A strong body of evidence implicates cerebrovascular amyloid deposition (cerebral amyloid angiopathy or CAA) as an important independent contributor to cognitive impairment in the elderly, most likely by effects on vessel function. Unlike other common vascular risk factors, CAA remains entirely unbeatable. We propose a prospective longitudinal study using multiple state-of-the-art imaging modalities to define the mechanisms by which CAA affects cognition and vessel function. The proposed studies focus on patients with CAA related intracerebral hemorrhage, the one clinical population in which CAA can be non-invasively recognized during life.
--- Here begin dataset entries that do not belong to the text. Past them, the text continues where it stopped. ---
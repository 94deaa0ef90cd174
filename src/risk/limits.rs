//! Pre-trade safety checks against configured limits.

use crate::config::SafetyLimits;
use serde::{Deserialize, Serialize};
use tracing::warn;

/// What a proposed trade would add to the book.
#[derive(Debug, Clone, Copy, PartialEq, Serialize, Deserialize)]
pub struct TradeExposure {
    /// Worst-case loss of the proposed trade.
    pub trade_risk: f64,
    /// Realised P&L so far today.
    pub daily_pnl: f64,
    pub open_positions: usize,
    pub lots: u32,
    pub market_open: bool,
}

#[derive(Debug, Clone, Copy, PartialEq, Eq, Serialize, Deserialize)]
pub struct SafetyCheck {
    pub market_open: bool,
    pub daily_loss_ok: bool,
    pub per_trade_ok: bool,
    pub position_limit_ok: bool,
    pub lot_limit_ok: bool,
}

impl SafetyCheck {
    pub fn passed(&self) -> bool {
        self.market_open
            && self.daily_loss_ok
            && self.per_trade_ok
            && self.position_limit_ok
            && self.lot_limit_ok
    }
}

impl SafetyLimits {
    pub fn check(&self, exposure: &TradeExposure) -> SafetyCheck {
        let check = SafetyCheck {
            market_open: exposure.market_open,
            daily_loss_ok: exposure.daily_pnl.abs() < self.daily_loss_limit,
            per_trade_ok: exposure.trade_risk <= self.per_trade_limit,
            position_limit_ok: exposure.open_positions < self.max_open_positions,
            lot_limit_ok: exposure.lots <= self.max_lots,
        };
        if !check.passed() {
            warn!(?check, ?exposure, "SafetyLimits: trade rejected");
        }
        check
    }
}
In Specific Aim #1, we will perform serial MRI imaging on patients with CAA to identify areas of progressive white matter damage detectable by FLAIR or diffusion-tensor techniques. These studies will assess both risk factors for progression of white matter damage in CAA and the clinical manifestations of white matter changes.
Specific Aim #2 proposes functional transcanial Doppler studies aimed at measuring alterations in physiologic cerebrovascular reactivity in CAA. Both white matter damage and cerebrovascular reactivity will be analyzed for their effects on risk of cognitive decline, appearance of depressive symptoms, loss of functional skills, and death.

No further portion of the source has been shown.